What he's saying here is a holy community is a community that will love each other. If you want to check on your spiritual maturity, look sideways. Look and see what you think about your brothers and sisters in Christ, which this really gets into. Some of you come to church and it's about you. You're not even a part of the church. You just come and show up, and you just kind of have your moments individually, but you're not going to be a member of a church. You're not going to join a Home Group. You're not going to serve in Little Village. You're not going to do anything. That says something.
First, probably just about how you were taught growing up, so some of it's not your fault. Secondly, your view of Christianity is intensely and radically individualistic, which is foreign to the Bible, because you can't do what he's saying you should do here if you're not connected to an identifiable group of people who you're a part of a church with. You can't do it. You can't just come in here and leave. It's impossible. This wouldn't even make sense.
Maybe even some of you this morning, you just need to pause and repent of your individualism, of your sense of, "I'm going to do what I want. I'm not going to think about the church." God is waiting for you to invite you into this joy of being part of such a community where you know your faith and what it means to be a Christian based in large part about how your faith works itself out in love to one another.
It's so amazing what he's saying here. Do you know what the memory verse for Little Village is this week? Haddon and I have been talking about it. "But the fruit of the Spirit is love…" That's what he's saying, and all the other things that come after that are sort of encapsulated in love. Church, the question is…Are you loving one another from a pure heart?
I think you are. I'm so encouraged. I know this service, some of you are just scattered. Many of you are not a part of this church or any church, so maybe what I've said has been helpful. I hope it has been. But for those of you who are Covenant Members, I think you do such a great job. I'm just so encouraged, so even as Paul would write (I know I quote this often), you're already loving each other. God has taught you how to do that, but continue to abound more and more in it.

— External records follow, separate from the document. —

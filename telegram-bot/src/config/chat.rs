//! Chat behaviour: rate-limit windows, media size cap, download directory.

use anyhow::{Context, Result};
use std::env;
use std::path::PathBuf;
use std::str::FromStr;

pub const DEFAULT_CHAT_COOLDOWN_SECS: u64 = 3;
pub const DEFAULT_CLEAR_HISTORY_COOLDOWN_SECS: u64 = 15;
pub const DEFAULT_MAX_MEDIA_BYTES: u64 = llm_handlers::DEFAULT_MAX_MEDIA_BYTES;

#[derive(Debug, Clone)]
pub struct ChatConfig {
    /// CHAT_COOLDOWN_SECS
    pub chat_cooldown_secs: u64,
    /// CLEAR_HISTORY_COOLDOWN_SECS
    pub clear_history_cooldown_secs: u64,
    /// MAX_MEDIA_BYTES
    pub max_media_bytes: u64,
    /// MEDIA_DIR
    pub media_dir: PathBuf,
}

impl Default for ChatConfig {
    fn default() -> Self {
        Self {
            chat_cooldown_secs: DEFAULT_CHAT_COOLDOWN_SECS,
            clear_history_cooldown_secs: DEFAULT_CLEAR_HISTORY_COOLDOWN_SECS,
            max_media_bytes: DEFAULT_MAX_MEDIA_BYTES,
            media_dir: default_media_dir(),
        }
    }
}

impl ChatConfig {
    pub fn from_env() -> Result<Self> {
        Ok(Self {
            chat_cooldown_secs: parse_var("CHAT_COOLDOWN_SECS", DEFAULT_CHAT_COOLDOWN_SECS)?,
            clear_history_cooldown_secs: parse_var(
                "CLEAR_HISTORY_COOLDOWN_SECS",
                DEFAULT_CLEAR_HISTORY_COOLDOWN_SECS,
            )?,
            max_media_bytes: parse_var("MAX_MEDIA_BYTES", DEFAULT_MAX_MEDIA_BYTES)?,
            media_dir: env::var("MEDIA_DIR")
                .ok()
                .filter(|s| !s.trim().is_empty())
                .map(PathBuf::from)
                .unwrap_or_else(default_media_dir),
        })
    }
}

fn default_media_dir() -> PathBuf {
    env::temp_dir().join("gemini-bot")
}

/// Unset or blank → default; present but unparsable → error.
fn parse_var<T>(key: &str, default: T) -> Result<T>
where
    T: FromStr,
    T::Err: std::error::Error + Send + Sync + 'static,
{
    match env::var(key) {
        Ok(value) if !value.trim().is_empty() => value
            .trim()
            .parse()
            .with_context(|| format!("{} is not a valid number: {}", key, value)),
        _ => Ok(default),
    }
}
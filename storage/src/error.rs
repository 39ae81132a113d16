//! Storage error types.
//!
//! Used by [`crate::ChatRepository`] and callers of storage APIs.

use thiserror::Error;

/// Errors that can occur when using storage operations.
#[derive(Error, Debug)]
pub enum StorageError {
    #[error("Database error: {0}")]
    Database(#[from] sqlx::Error),
    #[error("Invalid data: {0}")]
    InvalidData(String),
}

pub type Result<T> = std::result::Result<T, StorageError>;
//! SQLite connection pool wrapper for the storage crate.

use sqlx::sqlite::{SqliteConnectOptions, SqlitePoolOptions};
use sqlx::SqlitePool;
use std::str::FromStr;
use std::time::Duration;
use tracing::info;

/// Manages a single SQLite pool; creates the DB file if missing and enables foreign keys.
#[derive(Clone)]
pub struct SqlitePoolManager {
    pool: SqlitePool,
}

impl SqlitePoolManager {
    /// Creates a pool for the given database URL.
    ///
    /// Accepts `sqlite:` URLs (including `sqlite::memory:`), `file:` prefixed paths and bare paths.
    /// An in-memory database is held by a single connection that is never recycled, otherwise every
    /// pooled connection would see its own empty database.
    pub async fn new(database_url: &str) -> Result<Self, sqlx::Error> {
        info!(database_url = %database_url, "Initializing SQLite pool");

        let options = if database_url.starts_with("sqlite:") {
            SqliteConnectOptions::from_str(database_url)?
        } else {
            SqliteConnectOptions::new().filename(database_url.trim_start_matches("file:"))
        }
        .create_if_missing(true)
        .foreign_keys(true);

        let pool = if is_in_memory(database_url) {
            SqlitePoolOptions::new()
                .max_connections(1)
                .idle_timeout(None::<Duration>)
                .max_lifetime(None::<Duration>)
                .connect_with(options)
                .await?
        } else {
            SqlitePoolOptions::new()
                .max_connections(5)
                .connect_with(options)
                .await?
        };

        Ok(Self { pool })
    }

    /// Returns the underlying pool for running queries.
    pub fn pool(&self) -> &SqlitePool {
        &self.pool
    }
}

fn is_in_memory(database_url: &str) -> bool {
    database_url.contains(":memory:") || database_url.contains("mode=memory")
}
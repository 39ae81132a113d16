//! Component factory: builds BotComponents from config. Isolates assembly logic from runner.

use anyhow::{Context, Result};
use dbot_core::Bot as CoreBot;
use dbot_telegram::{build_bot, TelegramBotAdapter};
use handler_chain::HandlerChain;
use llm_client::{GeminiLlmClient, LlmClient, LlmConfig};
use llm_handlers::{ChatHandler, ClearHistoryHandler, GeminiChat};
use middleware::{LoggingHandler, RateLimiter, UserSyncHandler};
use std::sync::Arc;
use storage::ChatRepository;
use tracing::{error, info, instrument};

use super::config::BotConfig;

/// Core dependencies for run_bot; produced by the component factory.
#[derive(Clone)]
pub struct BotComponents {
    pub repo: ChatRepository,
    pub teloxide_bot: teloxide::Bot,
    /// Bot used by handlers; the Telegram adapter unless overridden (tests).
    pub handler_bot: Arc<dyn CoreBot>,
    pub bot_username: Arc<tokio::sync::RwLock<Option<String>>>,
    pub llm_client: Arc<dyn LlmClient>,
    pub gemini_chat: GeminiChat,
    pub chat_limiter: Arc<RateLimiter>,
    pub clear_history_limiter: Arc<RateLimiter>,
}

/// Opens the history database, creating the schema if needed.
#[instrument(skip(config))]
pub async fn open_repository(config: &BotConfig) -> Result<ChatRepository> {
    ChatRepository::new(config.database_url())
        .await
        .map_err(|e| {
            error!(
                error = %e,
                database_url = %config.database_url(),
                "Failed to initialize chat storage"
            );
            anyhow::anyhow!("Failed to initialize chat storage: {}", e)
        })
}

/// Builds BotComponents. `handler_bot_override` and `llm_override` replace the Telegram
/// adapter and the Gemini client (used by integration tests).
#[instrument(skip(config, handler_bot_override, llm_override))]
pub async fn build_bot_components(
    config: &BotConfig,
    handler_bot_override: Option<Arc<dyn CoreBot>>,
    llm_override: Option<Arc<dyn LlmClient>>,
) -> Result<BotComponents> {
    let repo = open_repository(config).await?;

    let teloxide_bot = build_bot(&config.base.telegram)?;
    let handler_bot = handler_bot_override
        .unwrap_or_else(|| Arc::new(TelegramBotAdapter::new(teloxide_bot.clone())));

    let llm_client: Arc<dyn LlmClient> = match llm_override {
        Some(client) => client,
        None => {
            info!(
                model = %config.llm.model(),
                base_url = %config.llm.base_url(),
                "Using Gemini client"
            );
            Arc::new(
                GeminiLlmClient::from_config(&config.llm)
                    .context("Failed to build Gemini client")?,
            )
        }
    };

    let gemini_chat = GeminiChat::new(
        repo.clone(),
        llm_client.clone(),
        config.llm.system_prompt().to_string(),
    );

    Ok(BotComponents {
        repo,
        teloxide_bot,
        handler_bot,
        bot_username: Arc::new(tokio::sync::RwLock::new(None)),
        llm_client,
        gemini_chat,
        chat_limiter: Arc::new(RateLimiter::from_secs(config.chat.chat_cooldown_secs)),
        clear_history_limiter: Arc::new(RateLimiter::from_secs(
            config.chat.clear_history_cooldown_secs,
        )),
    })
}

/// Builds the handler chain (logging → user sync → /clearhistory → chat).
pub fn build_handler_chain(config: &BotConfig, components: &BotComponents) -> HandlerChain {
    let clear_history = ClearHistoryHandler::new(
        components.handler_bot.clone(),
        components.gemini_chat.clone(),
        components.clear_history_limiter.clone(),
    );
    let chat = ChatHandler::new(
        components.handler_bot.clone(),
        components.gemini_chat.clone(),
        components.llm_client.clone(),
        components.chat_limiter.clone(),
        components.bot_username.clone(),
    )
    .with_media_dir(config.chat.media_dir.clone())
    .with_max_media_bytes(config.chat.max_media_bytes);

    HandlerChain::new()
        .add_handler(Arc::new(LoggingHandler))
        .add_handler(Arc::new(UserSyncHandler::new(components.repo.clone())))
        .add_handler(Arc::new(clear_history))
        .add_handler(Arc::new(chat))
}
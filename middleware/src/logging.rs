//! Handler that logs every inbound message and the chain's final response.

use async_trait::async_trait;
use dbot_core::{Handler, HandlerResponse, Message, Result};
use tracing::{debug, info, instrument};

/// Logs each message in before() and the response in after(); always continues.
pub struct LoggingHandler;

#[async_trait]
impl Handler for LoggingHandler {
    #[instrument(skip(self, message))]
    async fn before(&self, message: &Message) -> Result<bool> {
        info!(
            user_id = message.user.id,
            chat_id = message.chat.id,
            chat_type = %message.chat.chat_type,
            username = %message.user.username.as_deref().unwrap_or("unknown"),
            message_type = %message.message_type,
            media = ?message.media.as_ref().map(|m| m.kind),
            message_content = %message.content,
            "Received message"
        );
        Ok(true)
    }

    #[instrument(skip(self, message, response))]
    async fn after(&self, message: &Message, response: &HandlerResponse) -> Result<()> {
        debug!(
            message_id = ?message.id,
            response = ?response,
            "Processed message"
        );
        Ok(())
    }
}
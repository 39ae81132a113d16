//! LLM configuration: trait and env-based implementation.

use anyhow::{Context, Result};
use std::env;
use std::path::Path;

use gemini_client::DEFAULT_BASE_URL;
use prompt::DEFAULT_SYSTEM_PROMPT;

use crate::DEFAULT_MODEL;

/// Default location of the system prompt template.
pub const DEFAULT_SYSTEM_PROMPT_FILE: &str = "ai.prompt";

/// LLM configuration interface for the Gemini API.
pub trait LlmConfig: Send + Sync {
    fn api_key(&self) -> &str;
    fn base_url(&self) -> &str;
    fn model(&self) -> &str;
    /// System prompt template; may contain `{name}`.
    fn system_prompt(&self) -> &str;
}

/// LLM config loaded from environment variables.
#[derive(Clone)]
pub struct EnvLlmConfig {
    pub gemini_api_key: String,
    pub gemini_base_url: String,
    pub gemini_model: String,
    pub system_prompt: String,
}

impl std::fmt::Debug for EnvLlmConfig {
    fn fmt(&self, f: &mut std::fmt::Formatter<'_>) -> std::fmt::Result {
        f.debug_struct("EnvLlmConfig")
            .field("gemini_api_key", &gemini_client::mask_token(&self.gemini_api_key))
            .field("gemini_base_url", &self.gemini_base_url)
            .field("gemini_model", &self.gemini_model)
            .field("system_prompt_len", &self.system_prompt.len())
            .finish()
    }
}

impl LlmConfig for EnvLlmConfig {
    fn api_key(&self) -> &str {
        &self.gemini_api_key
    }
    fn base_url(&self) -> &str {
        &self.gemini_base_url
    }
    fn model(&self) -> &str {
        &self.gemini_model
    }
    fn system_prompt(&self) -> &str {
        &self.system_prompt
    }
}

impl EnvLlmConfig {
    /// Load from environment variables.
    pub fn from_env() -> Result<Self> {
        let gemini_api_key = env::var("GEMINI_API_KEY").context("GEMINI_API_KEY not set")?;
        let gemini_base_url = non_empty_var("GEMINI_BASE_URL")
            .unwrap_or_else(|| DEFAULT_BASE_URL.to_string());
        let gemini_model =
            non_empty_var("GEMINI_MODEL").unwrap_or_else(|| DEFAULT_MODEL.to_string());
        let prompt_file = non_empty_var("SYSTEM_PROMPT_FILE")
            .unwrap_or_else(|| DEFAULT_SYSTEM_PROMPT_FILE.to_string());
        let system_prompt =
            load_system_prompt(non_empty_var("SYSTEM_PROMPT"), Path::new(&prompt_file));
        Ok(Self {
            gemini_api_key,
            gemini_base_url,
            gemini_model,
            system_prompt,
        })
    }
}

fn non_empty_var(key: &str) -> Option<String> {
    env::var(key).ok().filter(|s| !s.trim().is_empty())
}

/// Resolves the system prompt template: inline value, else the file's content,
/// else [`DEFAULT_SYSTEM_PROMPT`].
pub fn load_system_prompt(inline: Option<String>, file: &Path) -> String {
    if let Some(prompt) = inline {
        return prompt;
    }
    match std::fs::read_to_string(file) {
        Ok(content) if !content.trim().is_empty() => content,
        Ok(_) => {
            tracing::warn!(path = %file.display(), "System prompt file is empty, using default");
            DEFAULT_SYSTEM_PROMPT.to_string()
        }
        Err(e) => {
            tracing::warn!(
                path = %file.display(),
                error = %e,
                "System prompt file not readable, using default"
            );
            DEFAULT_SYSTEM_PROMPT.to_string()
        }
    }
}
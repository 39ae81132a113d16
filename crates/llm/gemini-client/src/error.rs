//! Gemini client errors.

use thiserror::Error;

#[derive(Error, Debug)]
pub enum GeminiError {
    #[error("HTTP error: {0}")]
    Http(#[from] reqwest::Error),

    #[error("API error ({status}): {message}")]
    Api { status: u16, message: String },

    /// The candidate finished for a reason other than a normal stop (e.g. SAFETY, RECITATION).
    #[error("Generation stopped: {0}")]
    Stopped(String),

    /// The prompt itself was blocked; no candidate was produced.
    #[error("Prompt blocked: {0}")]
    Blocked(String),

    #[error("Upload session did not return an upload URL")]
    MissingUploadUrl,

    #[error("File {0} failed processing")]
    FileProcessingFailed(String),

    #[error("File {0} is not active after polling")]
    FileNotReady(String),

    #[error("IO error: {0}")]
    Io(#[from] std::io::Error),
}

impl GeminiError {
    /// True for the failures where the model declined to generate.
    pub fn is_generation_stop(&self) -> bool {
        matches!(self, GeminiError::Stopped(_) | GeminiError::Blocked(_))
    }
}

Continue to love each other more and more and more, because the holiness and fear of God that leads us to love one another is the glue that is going to bind us and hold us together in unity as we move through a culture that is hostile to our faith. If we aren't a community of gospel-shaped and Spirit of God-wrought love, then we're going to fall apart when persecution comes. You know that.
Even on an earthly level, your teams, when things start going bad (I'm just looking at some of the athletes here) what happens? The team will fall apart. You can't handle it. You can't handle hard times if you're not unified. That's what he's getting at. In verse 23, he gives us the motivation again. He says to do this, "…since you have been born again, not of perishable seed…" Which is human seed. "…but of imperishable [God's seed], through the living and abiding word of God; for 'All flesh is like grass and all its glory like the flower of grass. The grass withers, and the flower falls…'"
In other words, it's perishable. "…but the word of the Lord remains forever." It's imperishable. "And this word is the good news…" It's the gospel. "…that was preached to you." His argument is we love one another because we've been reborn of God's seed, and we've been reborn of God's seed in order to be like our Father in heaven. That's his whole argument here.
He says, "Love one another." Then in verse 1 he keeps going. Positively, love one another, but "…put away all malice and all deceit and hypocrisy and envy and all slander." He here lists some things that actually undermine a loving community. This is not like an exhaustive list of sins, obviously, but these are vices he lists on purpose because these vices in a unique way unravel relationships in the church, unravel the social cohesiveness we need and that is created by love for one another.
Isn't that amazing? It's not just a random list of sins he's throwing together. He knows malice and deceit and hypocrisy and envy and slander, these things are poison to unity and to love in the community. You know that. This is why he lists these. I just wonder which one of these for you might keep you from loving and building up the church.
In what ways might you actually be weakening our church because you're prone to slander and to be a hypocrite, to put on pretense for these people here and then go be a different person for these people here, to have malice in your heart, which is ill will toward others, and on and on and on? Maybe it's not something on this list, but his point is these vices undermine community. These vices are the opposite of love.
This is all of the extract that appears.